Manifestation sur le place de la Constitution à Malaga contre la décision judiciaire dans l'affaire de “La Manada”. Photo CANVALCA, reproduite sous licence Creative Commons Attribution-Share Alike 4.0 International.

Une caution de 6 000 euros est tout ce qui sépare de la liberté les participants de “La Manada (la Meute)”, le groupe protagoniste d'un viol collectif pendant les fêtes de la Saint Firmin de 2016. L'Audience (tribunal) de Pampelune a décidé, par deux voix contre une, d'accorder la liberté provisoire aux accusés en attendant un jugement sur l'incrimination proposée par la défense des mis en cause.

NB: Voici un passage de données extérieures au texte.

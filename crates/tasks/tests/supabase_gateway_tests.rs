//! Supabase gateway tests against a mocked project.

use serde_json::json;
use tasks::auth::NOT_REGISTERED_HINT;
use tasks::storage::NewTask;
use tasks::{
    Authenticator, Storage, SupabaseAuth, SupabaseConfig, SupabaseStorage, TaskPatch,
    TaskPriority, TaskSource, TaskStatus, TasksError,
};
use chrono::{TimeZone, Utc};
use wiremock::matchers::{body_partial_json, header, method, path, query_param};
use wiremock::{Mock, MockServer, ResponseTemplate};

const ANON_KEY: &str = "anon-key";

fn config(server: &MockServer) -> SupabaseConfig {
    SupabaseConfig::new(server.uri(), ANON_KEY)
}

fn row(id: u64, title: &str, created_at: &str) -> serde_json::Value {
    json!({
        "id": id,
        "title": title,
        "description": null,
        "priority": "medium",
        "status": "todo",
        "due_date": null,
        "created_at": created_at,
        "updated_at": null,
        "completed_at": null,
        "hours_spent": null,
        "user_email": "ada@example.com",
        "source": "manual"
    })
}

// =============================================================================
// Storage
// =============================================================================

#[tokio::test]
async fn test_load_tasks_sends_session_token_and_orders_newest_first() {
    let server = MockServer::start().await;
    Mock::given(method("GET"))
        .and(path("/rest/v1/tasks"))
        .and(query_param("order", "created_at.desc"))
        .and(header("apikey", ANON_KEY))
        .and(header("authorization", "Bearer user-jwt"))
        .respond_with(ResponseTemplate::new(200).set_body_json(json!([
            row(2, "Newer", "2026-10-18T10:00:00+00:00"),
            row(1, "Older", "2026-10-17T10:00:00+00:00"),
        ])))
        .expect(1)
        .mount(&server)
        .await;

    let storage = SupabaseStorage::new(config(&server)).scoped("user-jwt", "ada@example.com");
    let tasks = storage.load_tasks().await.unwrap();

    assert_eq!(tasks.len(), 2);
    assert_eq!(tasks[0].id, "2");
    assert_eq!(tasks[0].title, "Newer");
    assert_eq!(tasks[1].user_id, "ada@example.com");
    assert_eq!(tasks[1].updated_at, tasks[1].created_at);
}

#[tokio::test]
async fn test_unscoped_storage_uses_anon_key_as_bearer() {
    let server = MockServer::start().await;
    Mock::given(method("GET"))
        .and(path("/rest/v1/tasks"))
        .and(header("authorization", format!("Bearer {ANON_KEY}").as_str()))
        .respond_with(ResponseTemplate::new(200).set_body_json(json!([])))
        .expect(1)
        .mount(&server)
        .await;

    let storage = SupabaseStorage::new(config(&server));
    assert!(storage.load_tasks().await.unwrap().is_empty());
}

#[tokio::test]
async fn test_add_task_posts_store_columns() {
    let server = MockServer::start().await;
    Mock::given(method("POST"))
        .and(path("/rest/v1/tasks"))
        .and(header("prefer", "return=representation"))
        .and(body_partial_json(json!({
            "title": "Buy milk",
            "user_email": "ada@example.com",
            "source": "ai-extraction",
            "status": "todo"
        })))
        .respond_with(ResponseTemplate::new(201).set_body_json(json!([{
            "id": "t-1",
            "title": "Buy milk",
            "priority": "low",
            "status": "todo",
            "created_at": "2026-10-18T08:00:00Z",
            "user_email": "ada@example.com",
            "source": "ai-extraction"
        }])))
        .expect(1)
        .mount(&server)
        .await;

    let now = Utc.with_ymd_and_hms(2026, 10, 18, 8, 0, 0).unwrap();
    let storage = SupabaseStorage::new(config(&server)).scoped("user-jwt", "ada@example.com");
    let task = storage
        .add_task(NewTask {
            title: "Buy milk".to_string(),
            description: String::new(),
            priority: TaskPriority::Low,
            status: TaskStatus::Todo,
            due_date: None,
            created_at: now,
            updated_at: now,
            completed_at: None,
            hours_spent: None,
            user_id: "ada@example.com".to_string(),
            source: TaskSource::AiExtraction,
        })
        .await
        .unwrap();

    assert_eq!(task.id, "t-1");
    assert_eq!(task.source, TaskSource::AiExtraction);
    assert_eq!(task.priority, TaskPriority::Low);
}

#[tokio::test]
async fn test_update_with_empty_representation_is_not_found() {
    let server = MockServer::start().await;
    Mock::given(method("PATCH"))
        .and(path("/rest/v1/tasks"))
        .and(query_param("id", "eq.missing"))
        .respond_with(ResponseTemplate::new(200).set_body_json(json!([])))
        .mount(&server)
        .await;

    let storage = SupabaseStorage::new(config(&server)).scoped("user-jwt", "ada@example.com");
    let patch = TaskPatch {
        title: Some("Renamed".to_string()),
        ..TaskPatch::default()
    };
    let err = storage.update_task("missing", &patch).await.unwrap_err();

    assert!(matches!(err, TasksError::TaskNotFound { task_id } if task_id == "missing"));
}

#[tokio::test]
async fn test_update_without_body_is_accepted() {
    let server = MockServer::start().await;
    Mock::given(method("PATCH"))
        .and(path("/rest/v1/tasks"))
        .and(query_param("id", "eq.7"))
        .and(body_partial_json(json!({ "status": "in-progress", "completed_at": null })))
        .respond_with(ResponseTemplate::new(204))
        .expect(1)
        .mount(&server)
        .await;

    let storage = SupabaseStorage::new(config(&server)).scoped("user-jwt", "ada@example.com");
    let patch = TaskPatch {
        status: Some(TaskStatus::InProgress),
        completed_at: Some(None),
        ..TaskPatch::default()
    };

    assert_eq!(storage.update_task("7", &patch).await.unwrap(), None);
}

#[tokio::test]
async fn test_delete_of_unmatched_id_is_not_found() {
    let server = MockServer::start().await;
    Mock::given(method("DELETE"))
        .and(path("/rest/v1/tasks"))
        .and(query_param("id", "eq.nope"))
        .respond_with(ResponseTemplate::new(200).set_body_json(json!([])))
        .mount(&server)
        .await;
    Mock::given(method("DELETE"))
        .and(path("/rest/v1/tasks"))
        .and(query_param("id", "eq.1"))
        .respond_with(
            ResponseTemplate::new(200)
                .set_body_json(json!([row(1, "Gone", "2026-10-18T10:00:00Z")])),
        )
        .mount(&server)
        .await;

    let storage = SupabaseStorage::new(config(&server)).scoped("user-jwt", "ada@example.com");

    assert!(matches!(
        storage.delete_task("nope").await,
        Err(TasksError::TaskNotFound { .. })
    ));
    storage.delete_task("1").await.unwrap();
}

#[tokio::test]
async fn test_expired_token_is_unauthorized() {
    let server = MockServer::start().await;
    Mock::given(method("GET"))
        .and(path("/rest/v1/tasks"))
        .respond_with(
            ResponseTemplate::new(401).set_body_json(json!({ "message": "JWT expired" })),
        )
        .mount(&server)
        .await;

    let storage = SupabaseStorage::new(config(&server)).scoped("stale-jwt", "ada@example.com");

    assert!(matches!(
        storage.load_tasks().await,
        Err(TasksError::Unauthorized)
    ));
}

#[tokio::test]
async fn test_server_error_is_provider_failure() {
    let server = MockServer::start().await;
    Mock::given(method("GET"))
        .and(path("/rest/v1/tasks"))
        .respond_with(ResponseTemplate::new(503).set_body_string("upstream down"))
        .mount(&server)
        .await;

    let storage = SupabaseStorage::new(config(&server));
    let err = storage.load_tasks().await.unwrap_err();

    match err {
        TasksError::Provider { service, reason } => {
            assert_eq!(service, "supabase");
            assert!(reason.contains("upstream down"));
        }
        other => panic!("unexpected error: {other:?}"),
    }
}

#[tokio::test]
async fn test_unconfigured_gateways_fail_without_network() {
    let storage = SupabaseStorage::new(SupabaseConfig::default());
    assert!(matches!(
        storage.load_tasks().await,
        Err(TasksError::NotConfigured { .. })
    ));

    let auth = SupabaseAuth::new(SupabaseConfig::default());
    assert!(matches!(
        auth.sign_in("ada@example.com", "secret1").await,
        Err(TasksError::NotConfigured { .. })
    ));
}

// =============================================================================
// Auth
// =============================================================================

#[tokio::test]
async fn test_sign_in_returns_session() {
    let server = MockServer::start().await;
    Mock::given(method("POST"))
        .and(path("/auth/v1/token"))
        .and(query_param("grant_type", "password"))
        .and(header("apikey", ANON_KEY))
        .and(body_partial_json(json!({ "email": "ada@example.com" })))
        .respond_with(ResponseTemplate::new(200).set_body_json(json!({
            "access_token": "jwt",
            "refresh_token": "refresh",
            "token_type": "bearer",
            "user": {
                "id": "u-1",
                "email": "ada@example.com",
                "user_metadata": { "name": "Ada Lovelace" }
            }
        })))
        .expect(1)
        .mount(&server)
        .await;

    let auth = SupabaseAuth::new(config(&server));
    let session = auth.sign_in("ada@example.com", "secret1").await.unwrap();

    assert_eq!(session.access_token, "jwt");
    assert_eq!(session.refresh_token.as_deref(), Some("refresh"));
    assert_eq!(session.user.name, "Ada Lovelace");
}

#[tokio::test]
async fn test_sign_in_credential_mismatch_suggests_sign_up() {
    let server = MockServer::start().await;
    Mock::given(method("POST"))
        .and(path("/auth/v1/token"))
        .respond_with(ResponseTemplate::new(400).set_body_json(json!({
            "error": "invalid_grant",
            "error_description": "Invalid login credentials"
        })))
        .mount(&server)
        .await;

    let auth = SupabaseAuth::new(config(&server));
    let err = auth.sign_in("nobody@example.com", "secret1").await.unwrap_err();

    match err {
        TasksError::Auth { message } => assert_eq!(message, NOT_REGISTERED_HINT),
        other => panic!("unexpected error: {other:?}"),
    }
}

#[tokio::test]
async fn test_sign_in_other_errors_pass_through() {
    let server = MockServer::start().await;
    Mock::given(method("POST"))
        .and(path("/auth/v1/token"))
        .respond_with(ResponseTemplate::new(400).set_body_json(json!({
            "error": "invalid_grant",
            "error_description": "Email not confirmed"
        })))
        .mount(&server)
        .await;

    let auth = SupabaseAuth::new(config(&server));
    let err = auth.sign_in("ada@example.com", "secret1").await.unwrap_err();

    assert_eq!(err.to_string(), "Email not confirmed");
}

#[tokio::test]
async fn test_sign_up_sends_name_metadata() {
    let server = MockServer::start().await;
    Mock::given(method("POST"))
        .and(path("/auth/v1/signup"))
        .and(body_partial_json(json!({
            "email": "ada@example.com",
            "data": { "name": "Ada" }
        })))
        .respond_with(ResponseTemplate::new(200).set_body_json(json!({
            "access_token": "jwt",
            "user": { "id": "u-1", "email": "ada@example.com", "user_metadata": {} }
        })))
        .expect(1)
        .mount(&server)
        .await;

    let auth = SupabaseAuth::new(config(&server));
    let registration = auth
        .sign_up("ada@example.com", "secret1", Some("Ada"))
        .await
        .unwrap();

    assert_eq!(registration.user.name, "Ada");
    assert_eq!(registration.session.unwrap().user.name, "Ada");
}

#[tokio::test]
async fn test_sign_up_pending_confirmation_has_no_session() {
    let server = MockServer::start().await;
    Mock::given(method("POST"))
        .and(path("/auth/v1/signup"))
        .respond_with(ResponseTemplate::new(200).set_body_json(json!({
            "id": "u-2",
            "email": "grace@example.com",
            "confirmation_sent_at": "2026-10-18T08:00:00Z"
        })))
        .mount(&server)
        .await;

    let auth = SupabaseAuth::new(config(&server));
    let registration = auth
        .sign_up("grace@example.com", "secret1", None)
        .await
        .unwrap();

    assert!(registration.session.is_none());
    assert_eq!(registration.user.name, "grace");
}

#[tokio::test]
async fn test_current_user_with_rejected_token_is_unauthorized() {
    let server = MockServer::start().await;
    Mock::given(method("GET"))
        .and(path("/auth/v1/user"))
        .and(header("authorization", "Bearer good"))
        .respond_with(ResponseTemplate::new(200).set_body_json(json!({
            "id": "u-1",
            "email": "ada@example.com"
        })))
        .mount(&server)
        .await;
    Mock::given(method("GET"))
        .and(path("/auth/v1/user"))
        .and(header("authorization", "Bearer bad"))
        .respond_with(
            ResponseTemplate::new(401).set_body_json(json!({ "msg": "invalid JWT" })),
        )
        .mount(&server)
        .await;

    let auth = SupabaseAuth::new(config(&server));

    let user = auth.current_user("good").await.unwrap();
    assert_eq!(user.id, "u-1");
    assert_eq!(user.name, "ada");
    assert!(matches!(
        auth.current_user("bad").await,
        Err(TasksError::Unauthorized)
    ));
}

Les jeunes hommes ─dont le sobriquet provient du groupe Whatsapp sur lequel ils diffusaient leurs “prouesses” sexuelles─ ont passé presque deux ans en détention préventive, et en l'absence de condamnation ferme, c'est la durée limite de privation de liberté, bien que ce délai puisse être prolongé dans la pratique, et toujours si le tribunal en décide ainsi. L'un des deux magistrats qui se sont prononcés en faveur de la remise en liberté de la Meute est le juge Ricardo González, qui a émis un vote particulier polémique en ce qu'il exonère les défendeurs d'un quelconque délit contre le consentement sexuel, et constate dans la vidéo des faits une expression “détendue et distanciée” sur le visage de la victime s'ajoutant à “une désinhibition totale et des actes sexuels explicites tous dans une ambiance festive de bamboche”. L'autre vote en faveur de la décision émane de la seule femme du tribunal, la juge Raquel Fernandino, tandis que le président, José Cobo, était un ferme partisan de la prorogation de l'emprisonnement.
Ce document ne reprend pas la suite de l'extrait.